Seuls les notables qui ont tiré les trente boules d’or demeurent. Tous les autres quittent le « jeu ». Par une « criée », on vérifie que ces gagnants ne sont unis par aucun lien de parenté. On procède alors à un premier tirage au sort qui élimine encore vingt et un noms. Il reste neuf patriciens, qui désignent immédiatement, dans le vivier des deux mille notables, quarante électeurs à nouveau soumis au jeu des boules d’or et limités à douze. Ces heureux élisent à une majorité des deux tiers vingt-cinq électeurs, mais seize d’entre eux sont tout aussitôt écartés par un autre tirage au sort ! Vous me suivez ? Je ne vous ferai grâce d’aucune procédure.
On continue. En lice donc, neuf vainqueurs qui, sans se décourager, élisent à nouveau vingt-cinq membres réduits à neuf, toujours par tirage au sort.

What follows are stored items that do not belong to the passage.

use axum::{
    middleware::{self as axum_middleware},
    routing::{get, post, put},
    Json, Router,
};
use chrono::Utc;
use serde_json::{json, Value};
use std::sync::Arc;
use tower_http::trace::TraceLayer;

use crate::client::TokenManagedClient;
use crate::config::Config;
use crate::error::ApiError;
use crate::middleware;
use crate::store::Repository;

mod dialer;
mod smartflo;

/// Application version from Cargo.toml
const VERSION: &str = env!("CARGO_PKG_VERSION");

/// Application state shared across handlers
#[derive(Clone)]
pub struct AppState {
    pub config: Arc<Config>,
    pub repository: Arc<dyn Repository>,
    /// Absent when no Smartflo service identity is configured
    pub dialer: Option<Arc<TokenManagedClient>>,
}

impl AppState {
    pub fn dialer(&self) -> Result<&Arc<TokenManagedClient>, ApiError> {
        self.dialer.as_ref().ok_or_else(|| {
            ApiError::ConfigMissing("SMARTFLO_EMAIL / SMARTFLO_PASSWORD".to_string())
        })
    }
}

/// Build the application with all routes and middleware
pub fn build_router(state: AppState) -> Router {
    let cors = middleware::cors_layer(&state.config.cors_origins);

    Router::new()
        .merge(health_routes())
        .merge(dialer_routes(state.clone()))
        .merge(smartflo_routes(state))
        .layer(cors)
        .layer(TraceLayer::new_for_http())
}

/// Health check routes (no authentication required)
pub fn health_routes() -> Router {
    Router::new()
        .route("/", get(root_handler))
        .route("/health", get(health_handler))
}

/// CRM dialer routes (require authentication)
pub fn dialer_routes(state: AppState) -> Router {
    Router::new()
        .route("/api/dialer/click-to-call", post(dialer::click_to_call_handler))
        .route(
            "/api/dialer/schedule-callback",
            post(dialer::schedule_callback_handler),
        )
        .route("/api/dialer/call-logs", get(dialer::call_logs_handler))
        .route(
            "/api/dialer/call-logs/:lead_id",
            get(dialer::lead_call_history_handler),
        )
        .route("/api/dialer/manual-log", post(dialer::manual_log_handler))
        .layer(axum_middleware::from_fn_with_state(
            state.clone(),
            middleware::auth_middleware,
        ))
        .with_state(state)
}

/// Smartflo administration routes (require authentication)
pub fn smartflo_routes(state: AppState) -> Router {
    Router::new()
        .route(
            "/api/smartflo/test-connection",
            get(smartflo::test_connection_handler),
        )
        .route("/api/smartflo/agents", get(smartflo::agents_handler))
        .route(
            "/api/smartflo/dispositions",
            get(smartflo::dispositions_handler),
        )
        .route("/api/smartflo/cdr", get(smartflo::cdr_handler))
        .route(
            "/api/smartflo/lead-lists",
            post(smartflo::create_lead_list_handler),
        )
        .route(
            "/api/smartflo/lead-lists/:id/leads",
            post(smartflo::add_lead_handler),
        )
        .route(
            "/api/smartflo/campaigns",
            post(smartflo::create_campaign_handler),
        )
        .route(
            "/api/smartflo/campaigns/:id",
            get(smartflo::get_campaign_handler),
        )
        .route(
            "/api/smartflo/campaigns/:id/status",
            put(smartflo::update_campaign_status_handler),
        )
        .layer(axum_middleware::from_fn_with_state(
            state.clone(),
            middleware::auth_middleware,
        ))
        .with_state(state)
}

/// GET / - Simple health check
///
/// This endpoint does not require authentication (for load balancers).
async fn root_handler() -> Json<Value> {
    Json(json!({
        "status": "ok",
        "message": "Smartflo Dialer is running",
        "version": VERSION
    }))
}

/// GET /health - Detailed health check
async fn health_handler() -> Json<Value> {
    Json(json!({
        "status": "healthy",
        "timestamp": Utc::now().to_rfc3339(),
        "version": VERSION
    }))
}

Ces « happy few » réélisent sans coup férir vingt-cinq votants que le sort et les boules d’or conjugués ramèneront à onze. À ceux-là incombera (enfin !) la tâche d’élire… les électeurs définitifs. Vous en perdez la boule ? Surtout pas.

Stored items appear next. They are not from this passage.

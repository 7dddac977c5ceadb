// Authentication module
// Manages the Smartflo bearer token lifecycle

mod coordinator;
mod credential;
mod login;

pub use coordinator::{RefreshCoordinator, RefreshState};
pub use credential::{Credential, CredentialStore};
pub use login::{LoginError, LoginExchange, LoginGrant, ServiceIdentity, SmartfloLogin};

pub(crate) use login::error_kind;

#[cfg(test)]
pub(crate) use coordinator::testing;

Ils choisiront quarante-cinq votants n’ayant pas figuré dans les précédents scrutins, qui entreront en conclave et éliront à une majorité de vingt-cinq voix le Doge, choisi parmi autant de candidats qu’il s’en présentera. Car vous l’avez deviné, nous sommes en République, à Venise. […]
Anne de Lacretelle, Le Figaro, 27/12/1994
Je vous soumets cette magnifique perle (j’ai failli écrire “perf” ce qui aurait été justifié vu sa qualité) : dans Libération du 21 juin 2006, on peut lire un article dont le titre est : « Pour manger, un salarié sur dix a recours aux associations ». Or, dans le corps de l’article, ce qui justifie ce titre c’est le passage suivant : « une personne [ayant recours aux associations] sur dix est salariée ». La logique de Libé sur le coup, c’est que si X % de A sont des B, alors X % de B sont des A ! On pourrait leur suggérer que si 15 % des Français sont gauchers, alors 15 % des gauchers sont Français, ça ne devrait pas les choquer….
Mathias Rocher
Dans le numéro 43 de la Lettre blanche, page 12, Alfred Dittgen disserte sur l’inclusion ou non, et variable selon les années, dans l’affichage des résultats du recensement par l’Insee, de parties du territoire français (celles qui ne sont pas dans la « France d’Europe » pour reprendre l’expression que je ne trouve pas heureuse). La question pourrait aussi se poser à propos du chiffre mensuel du chômage qui exclut les DOM (ça a l’avantage d’en faire moins).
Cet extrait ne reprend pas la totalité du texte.